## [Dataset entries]

-- Opening Marker --

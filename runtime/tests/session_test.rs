//! Integration tests for the session runtime
//!
//! Covers inline persistence, notice broadcasting, waiting for outcome
//! actions produced by effects, and graceful shutdown.

#![allow(clippy::unwrap_used, clippy::expect_used, clippy::panic)] // Test code can use unwrap/expect/panic

use std::sync::Arc;
use std::time::Duration;
use vybz_core::{
    effect::{Effect, NoticeLevel},
    notify, persist,
    reducer::Reducer,
    smallvec,
    store::{ClientStore, StoreKey},
    SmallVec,
};
use vybz_runtime::{Session, SessionError};
use vybz_testing::InMemoryClientStore;

// ============================================================================
// Test Fixtures
// ============================================================================

#[derive(Debug, Clone, PartialEq)]
enum TallyAction {
    /// Bump the tally and save it
    Bump,
    /// Saved tally (outcome)
    Bumped { value: u32 },
    /// Start a slow job that reports after `after`
    Slow { id: u64, after: Duration },
    /// Slow job done (outcome)
    SlowDone { id: u64 },
    /// Run several steps in order
    Steps,
    /// One step of `Steps`
    Step { n: u32 },
}

#[derive(Debug, Clone, Default)]
struct TallyState {
    value: u32,
    steps: Vec<u32>,
    finished: Vec<u64>,
}

#[derive(Clone)]
struct TallyEnvironment {
    store: Arc<dyn ClientStore>,
}

#[derive(Clone)]
struct TallyReducer;

impl Reducer for TallyReducer {
    type State = TallyState;
    type Action = TallyAction;
    type Environment = TallyEnvironment;

    fn reduce(
        &self,
        state: &mut Self::State,
        action: Self::Action,
        env: &Self::Environment,
    ) -> SmallVec<[Effect<Self::Action>; 4]> {
        match action {
            TallyAction::Bump => {
                state.value += 1;
                let value = state.value;
                smallvec![
                    persist! { store: env.store, key: StoreKey::TicketsSold, value: &value },
                    notify!(info: "Tally is {value}"),
                    Effect::emit(TallyAction::Bumped { value }),
                ]
            },
            TallyAction::Slow { id, after } => smallvec![Effect::Delay {
                duration: after,
                action: Box::new(TallyAction::SlowDone { id }),
            }],
            TallyAction::SlowDone { id } => {
                state.finished.push(id);
                smallvec![Effect::None]
            },
            TallyAction::Steps => smallvec![Effect::chain(vec![
                Effect::emit(TallyAction::Step { n: 1 }),
                Effect::Delay {
                    duration: Duration::from_millis(5),
                    action: Box::new(TallyAction::Step { n: 2 }),
                },
                Effect::emit(TallyAction::Step { n: 3 }),
            ])],
            TallyAction::Step { n } => {
                state.steps.push(n);
                smallvec![Effect::None]
            },
            TallyAction::Bumped { .. } => smallvec![Effect::None],
        }
    }
}

type TallySession = Session<TallyState, TallyAction, TallyEnvironment, TallyReducer>;

fn session(store: &InMemoryClientStore) -> TallySession {
    Session::new(
        TallyState::default(),
        TallyReducer,
        TallyEnvironment {
            store: store.shared(),
        },
    )
}

// ============================================================================
// Tests
// ============================================================================

/// Persist effects have been written by the time `send` returns.
#[tokio::test]
async fn test_persist_runs_before_send_returns() {
    let store = InMemoryClientStore::new();
    let session = session(&store);

    session.send(TallyAction::Bump).await.unwrap();
    session.send(TallyAction::Bump).await.unwrap();

    assert_eq!(store.raw(StoreKey::TicketsSold).as_deref(), Some("2"));
    assert_eq!(store.write_count(), 2);
    assert_eq!(session.state(|s| s.value).await, 2);
}

/// A failing store is logged; state still advances.
#[tokio::test]
async fn test_persist_failure_does_not_block_state() {
    let store = InMemoryClientStore::new();
    store.fail_writes(true);
    let session = session(&store);

    session.send(TallyAction::Bump).await.unwrap();

    assert!(store.raw(StoreKey::TicketsSold).is_none());
    assert_eq!(session.state(|s| s.value).await, 1);
}

#[tokio::test]
async fn test_notices_are_broadcast() {
    let store = InMemoryClientStore::new();
    let session = session(&store);
    let mut notices = session.subscribe_notices();

    session.send(TallyAction::Bump).await.unwrap();

    let notice = notices.recv().await.unwrap();
    assert_eq!(notice.level, NoticeLevel::Info);
    assert_eq!(notice.message, "Tally is 1");
}

#[tokio::test]
async fn test_send_and_wait_for_outcome() {
    let store = InMemoryClientStore::new();
    let session = session(&store);

    let outcome = session
        .send_and_wait_for(
            TallyAction::Bump,
            |a| matches!(a, TallyAction::Bumped { .. }),
            Duration::from_secs(1),
        )
        .await
        .unwrap();

    assert_eq!(outcome, TallyAction::Bumped { value: 1 });
}

/// Outcomes are broadcast only after they were reduced.
#[tokio::test(start_paused = true)]
async fn test_outcome_is_reduced_before_broadcast() {
    let store = InMemoryClientStore::new();
    let session = session(&store);

    session
        .send_and_wait_for(
            TallyAction::Slow {
                id: 7,
                after: Duration::from_secs(3),
            },
            |a| matches!(a, TallyAction::SlowDone { id: 7 }),
            Duration::from_secs(10),
        )
        .await
        .unwrap();

    assert_eq!(session.state(|s| s.finished.clone()).await, vec![7]);
}

#[tokio::test(start_paused = true)]
async fn test_send_and_wait_for_times_out() {
    let store = InMemoryClientStore::new();
    let session = session(&store);

    let result = session
        .send_and_wait_for(
            TallyAction::Slow {
                id: 1,
                after: Duration::from_secs(60),
            },
            |a| matches!(a, TallyAction::SlowDone { .. }),
            Duration::from_secs(5),
        )
        .await;

    assert!(matches!(result, Err(SessionError::Timeout)));
}

/// Concurrent waiters each get their own outcome.
#[tokio::test(start_paused = true)]
async fn test_waiters_match_their_own_outcome() {
    let store = InMemoryClientStore::new();
    let session = session(&store);

    let wait = |id: u64, secs: u64| {
        session.send_and_wait_for(
            TallyAction::Slow {
                id,
                after: Duration::from_secs(secs),
            },
            move |a| matches!(a, TallyAction::SlowDone { id: done } if *done == id),
            Duration::from_secs(30),
        )
    };

    let (slow, fast) = tokio::join!(wait(1, 5), wait(2, 1));

    assert_eq!(slow.unwrap(), TallyAction::SlowDone { id: 1 });
    assert_eq!(fast.unwrap(), TallyAction::SlowDone { id: 2 });
    assert_eq!(session.state(|s| s.finished.clone()).await, vec![2, 1]);
}

#[tokio::test(start_paused = true)]
async fn test_sequential_effects_keep_order() {
    let store = InMemoryClientStore::new();
    let session = session(&store);

    session
        .send_and_wait_for(
            TallyAction::Steps,
            |a| matches!(a, TallyAction::Step { n: 3 }),
            Duration::from_secs(1),
        )
        .await
        .unwrap();

    assert_eq!(session.state(|s| s.steps.clone()).await, vec![1, 2, 3]);
}

#[tokio::test(start_paused = true)]
async fn test_shutdown_waits_for_effects_then_rejects() {
    let store = InMemoryClientStore::new();
    let session = session(&store);

    session
        .send(TallyAction::Slow {
            id: 1,
            after: Duration::from_millis(500),
        })
        .await
        .unwrap();
    assert_eq!(session.pending_effects(), 1);

    session.shutdown(Duration::from_secs(5)).await.unwrap();
    assert_eq!(session.pending_effects(), 0);

    let rejected = session.send(TallyAction::Bump).await;
    assert!(matches!(rejected, Err(SessionError::ShutdownInProgress)));
}

#[tokio::test(start_paused = true)]
async fn test_shutdown_times_out_with_pending_effects() {
    let store = InMemoryClientStore::new();
    let session = session(&store);

    session
        .send(TallyAction::Slow {
            id: 1,
            after: Duration::from_secs(60),
        })
        .await
        .unwrap();

    let result = session.shutdown(Duration::from_secs(1)).await;
    assert!(matches!(result, Err(SessionError::ShutdownTimeout(1))));
}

-- Closing Marker --

## [Activity]
Scan the data for the word "struct" and copy every line where it shows up.

## [Answer below]
struct TallyState {
struct TallyEnvironment {
struct TallyReducer;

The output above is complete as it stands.